Just posted a new version. In addition to a few performance improvements,
I've added new routines that give direct access to the underlying "limbs" of a ZZ,
which is a feature that has been requested from time to time.
................
The next thing I will be working on is implementing a multi-modular algorithm
for matrix multiplication over ZZ_p, using the now much faster matrix multiplication
algorithms over zz_p. My preliminary estimates indicate that this should
speed up NTL's mat_ZZ_p mul routines by a factor of 10-20x.
And a multicore version should make it even faster.
After I get faster matrix multiplication working, I want to first experiment with
applying it to the modular composition algorithm used in the ZZ_pX factoring
algorithm. I'm hoping to get a 2-3x speedup in the DDF routine.

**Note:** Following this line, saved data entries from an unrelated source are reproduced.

use chart_cursor::core::{PlotFrame, Point, Size};
use chart_cursor::interaction::{PointerDispatcher, PointerEvent};
use chart_cursor::render::path::{ArcOptions, arc, arc_to};
use chart_cursor::render::{Basis, Smoothing, Tension, WaveSpec, WavedLineCache};
use chart_cursor::{CursorBehavior, CursorConfig, XyCursor};
use criterion::{Criterion, criterion_group, criterion_main};
use std::hint::black_box;

fn zigzag(count: usize) -> Vec<Point> {
    (0..count)
        .map(|i| {
            let x = i as f64 * 4.0;
            Point::new(x, if i % 2 == 0 { 0.0 } else { 25.0 + (x * 0.1).sin() * 10.0 })
        })
        .collect()
}

fn bench_arc_paths(c: &mut Criterion) {
    c.bench_function("arc_to_720deg", |b| {
        b.iter(|| arc_to(black_box(-90.0), black_box(720.0), black_box(180.0), None))
    });

    let options = ArcOptions::default()
        .with_inner_radius(60.0)
        .with_corner_radius(8.0);
    c.bench_function("rounded_sector", |b| {
        b.iter(|| arc(black_box(10.0), black_box(75.0), black_box(200.0), options))
    });
}

fn bench_smoothing_1k(c: &mut Criterion) {
    let points = zigzag(1_000);
    let tension = Tension::new(0.3, 0.3);
    let basis = Basis::new(false);

    c.bench_function("tension_smoothing_1k", |b| {
        b.iter(|| tension.smooth(black_box(&points)))
    });
    c.bench_function("basis_smoothing_1k", |b| {
        b.iter(|| basis.smooth(black_box(&points)))
    });
}

fn bench_waved_line_cache(c: &mut Criterion) {
    let spec = WaveSpec::new(Point::new(0.0, 0.0), Point::new(800.0, 120.0), 16.0, 6.0, 0.8);

    c.bench_function("waved_line_uncached", |b| {
        b.iter(|| {
            let mut cache = WavedLineCache::new(1);
            cache.waved_line(black_box(spec))
        })
    });

    let mut cache = WavedLineCache::default();
    let _ = cache.waved_line(spec);
    c.bench_function("waved_line_cached", |b| {
        b.iter(|| cache.waved_line(black_box(spec)))
    });
}

fn bench_cursor_drag(c: &mut Criterion) {
    let dispatcher = PointerDispatcher::new();
    let frame = PlotFrame::new(Point::ORIGIN, Size::new(1600.0, 900.0));
    let _cursor = XyCursor::new(CursorConfig::new(CursorBehavior::ZoomXY), 1, frame)
        .expect("valid cursor")
        .into_shared(&dispatcher);

    c.bench_function("cursor_zoom_drag_100_moves", |b| {
        b.iter(|| {
            dispatcher.dispatch(&PointerEvent::moved(100.0, 100.0).over(1));
            dispatcher.dispatch(&PointerEvent::down(100.0, 100.0).over(1));
            for step in 0..100 {
                let offset = f64::from(step) * 10.0;
                dispatcher.dispatch(&PointerEvent::moved(100.0 + offset, 100.0 + offset * 0.5).over(1));
            }
            black_box(dispatcher.dispatch(&PointerEvent::up(1_090.0, 595.0).over(1)))
        })
    });
}

criterion_group!(
    benches,
    bench_arc_paths,
    bench_smoothing_1k,
    bench_waved_line_cache,
    bench_cursor_drag
);
criterion_main!(benches);
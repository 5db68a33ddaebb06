use std::cell::RefCell;
use std::fs;
use std::path::PathBuf;
use std::rc::Rc;

use chart_cursor::api::CursorConfig;
use chart_cursor::core::PlotFrame;
use chart_cursor::extensions::{CursorContext, CursorEvent, CursorListener};
use chart_cursor::interaction::{
    Cursor, CursorGeometry, PointerDispatcher, PointerEvent, RadarCursor, XyCursor,
};
use chart_cursor::render::{Renderer, SvgRenderer};
use serde::{Deserialize, Serialize};

const USAGE: &str = "usage: cursor_replay --input <script.json> [--output <events.jsonl>] [--svg <frame.svg>]";
const SURFACE: u64 = 1;

#[derive(Debug)]
struct CliArgs {
    input: PathBuf,
    output: Option<PathBuf>,
    svg: Option<PathBuf>,
}

#[derive(Debug, Clone, Copy, PartialEq, Eq, Serialize, Deserialize)]
#[serde(rename_all = "snake_case")]
enum ReplayKind {
    Xy,
    Radar,
}

#[derive(Debug, Clone, Copy, PartialEq, Serialize, Deserialize)]
#[serde(rename_all = "snake_case")]
enum ReplayStep {
    Down([f64; 2]),
    Move([f64; 2]),
    Up([f64; 2]),
    /// Advances animations by the given milliseconds.
    Advance(f64),
}

#[derive(Debug, Clone, Serialize, Deserialize)]
struct ReplayScript {
    kind: ReplayKind,
    #[serde(default)]
    config: CursorConfig,
    frame: PlotFrame,
    steps: Vec<ReplayStep>,
}

#[derive(Debug, Serialize)]
struct ReplayLine {
    step: usize,
    event: CursorEvent,
}

struct Recorder {
    step: Rc<RefCell<usize>>,
    lines: Rc<RefCell<Vec<ReplayLine>>>,
}

impl CursorListener for Recorder {
    fn id(&self) -> &str {
        "cursor-replay-recorder"
    }

    fn on_event(&mut self, event: CursorEvent, _context: CursorContext) {
        let step = *self.step.borrow();
        self.lines.borrow_mut().push(ReplayLine { step, event });
    }
}

fn main() {
    let _ = chart_cursor::telemetry::init_default_tracing();
    if let Err(err) = run() {
        eprintln!("error: {err}");
        std::process::exit(1);
    }
}

fn run() -> Result<(), String> {
    let args = parse_args()?;
    let raw = fs::read_to_string(&args.input)
        .map_err(|err| format!("failed to read `{}`: {err}", args.input.display()))?;
    let script: ReplayScript =
        serde_json::from_str(&raw).map_err(|err| format!("invalid json: {err}"))?;

    let (lines, svg) = match script.kind {
        ReplayKind::Xy => {
            let cursor = XyCursor::new(script.config.clone(), SURFACE, script.frame)
                .map_err(|err| err.to_string())?;
            replay(cursor, &script)?
        }
        ReplayKind::Radar => {
            let cursor = RadarCursor::new(script.config.clone(), SURFACE, script.frame)
                .map_err(|err| err.to_string())?;
            replay(cursor, &script)?
        }
    };

    let mut rendered = String::new();
    for line in &lines {
        let json = serde_json::to_string(line).map_err(|err| format!("encode failed: {err}"))?;
        rendered.push_str(&json);
        rendered.push('\n');
    }
    match &args.output {
        Some(path) => fs::write(path, rendered)
            .map_err(|err| format!("failed to write `{}`: {err}", path.display()))?,
        None => print!("{rendered}"),
    }
    if let Some(path) = &args.svg {
        fs::write(path, svg)
            .map_err(|err| format!("failed to write `{}`: {err}", path.display()))?;
    }
    Ok(())
}

fn replay<G: CursorGeometry + 'static>(
    mut cursor: Cursor<G>,
    script: &ReplayScript,
) -> Result<(Vec<ReplayLine>, String), String> {
    let step = Rc::new(RefCell::new(0usize));
    let lines = Rc::new(RefCell::new(Vec::new()));
    cursor
        .register_listener(Box::new(Recorder {
            step: Rc::clone(&step),
            lines: Rc::clone(&lines),
        }))
        .map_err(|err| err.to_string())?;

    let dispatcher = PointerDispatcher::new();
    let cursor = cursor.into_shared(&dispatcher);
    for (index, replay_step) in script.steps.iter().enumerate() {
        *step.borrow_mut() = index;
        let event = match *replay_step {
            ReplayStep::Down([x, y]) => PointerEvent::down(x, y),
            ReplayStep::Move([x, y]) => PointerEvent::moved(x, y),
            ReplayStep::Up([x, y]) => PointerEvent::up(x, y),
            ReplayStep::Advance(delta_ms) => {
                cursor.borrow_mut().advance(delta_ms);
                continue;
            }
        };
        dispatcher.dispatch(&event.over(SURFACE));
    }

    let mut renderer = SvgRenderer::new();
    let frame = cursor.borrow().frame();
    renderer.render(&frame).map_err(|err| err.to_string())?;
    let svg = renderer.document(
        frame.frame.origin.x + frame.frame.size.width,
        frame.frame.origin.y + frame.frame.size.height,
    );
    cursor.borrow_mut().dispose();

    let lines = lines.take();
    Ok((lines, svg))
}

fn parse_args() -> Result<CliArgs, String> {
    let mut args = std::env::args().skip(1);
    let mut input = None::<PathBuf>;
    let mut output = None::<PathBuf>;
    let mut svg = None::<PathBuf>;

    while let Some(flag) = args.next() {
        match flag.as_str() {
            "--input" => {
                let value = args
                    .next()
                    .ok_or_else(|| "missing value for --input".to_owned())?;
                input = Some(PathBuf::from(value));
            }
            "--output" => {
                let value = args
                    .next()
                    .ok_or_else(|| "missing value for --output".to_owned())?;
                output = Some(PathBuf::from(value));
            }
            "--svg" => {
                let value = args
                    .next()
                    .ok_or_else(|| "missing value for --svg".to_owned())?;
                svg = Some(PathBuf::from(value));
            }
            "--help" | "-h" => return Err(USAGE.to_owned()),
            _ => return Err(format!("unknown argument `{flag}`")),
        }
    }

    let input = input.ok_or_else(|| "missing --input".to_owned())?;
    Ok(CliArgs { input, output, svg })
}
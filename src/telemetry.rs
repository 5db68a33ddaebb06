//! Telemetry helpers for applications embedding `chart-cursor`.
//!
//! Cursors log gesture starts, ends and cancellations through `tracing`.
//! Hosts either call one of the init helpers or wire their own subscriber.

/// Default filter used when `RUST_LOG` is unset.
pub const DEFAULT_FILTER: &str = "info";

/// Initializes a compact `fmt` subscriber at [`DEFAULT_FILTER`].
///
/// Returns `false` when the `telemetry` feature is disabled or a global
/// subscriber is already installed.
#[must_use]
pub fn init_default_tracing() -> bool {
    init_tracing(DEFAULT_FILTER)
}

/// Like [`init_default_tracing`], falling back to `default_filter`
/// (e.g. `"chart_cursor=debug"`) when `RUST_LOG` is unset.
#[must_use]
pub fn init_tracing(default_filter: &str) -> bool {
    #[cfg(feature = "telemetry")]
    {
        let filter = tracing_subscriber::EnvFilter::try_from_default_env()
            .unwrap_or_else(|_| tracing_subscriber::EnvFilter::new(default_filter));
        tracing_subscriber::fmt()
            .with_env_filter(filter)
            .with_target(false)
            .compact()
            .try_init()
            .is_ok()
    }

    #[cfg(not(feature = "telemetry"))]
    {
        let _ = default_filter;
        false
    }
}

After that, I want to work on implementing the reductions from matrix inversion, etc,
to matrix multiplication (over ZZ_p). For this I can probably "re-purpose" FLINT or other
open-source code that has already been written. If anyone would like to help me
with that, I would be grateful.
This multi-modular approach to matrix mul is of course not new --- it is in Sage already
via FFLAS, I think. But still, I'd like to work on getting a fairly decent implementation in NTL.
It's a hobby :-)
Note: Based on my benchmarks, for 20-bit primes, NTL's mat_zz_p multiplication
is about 20% slower than FFLAS on an x86 with AVX2, so not too bad.
Also, NTL's inversion routine is a bit faster than FFLAS's (between 15-35%).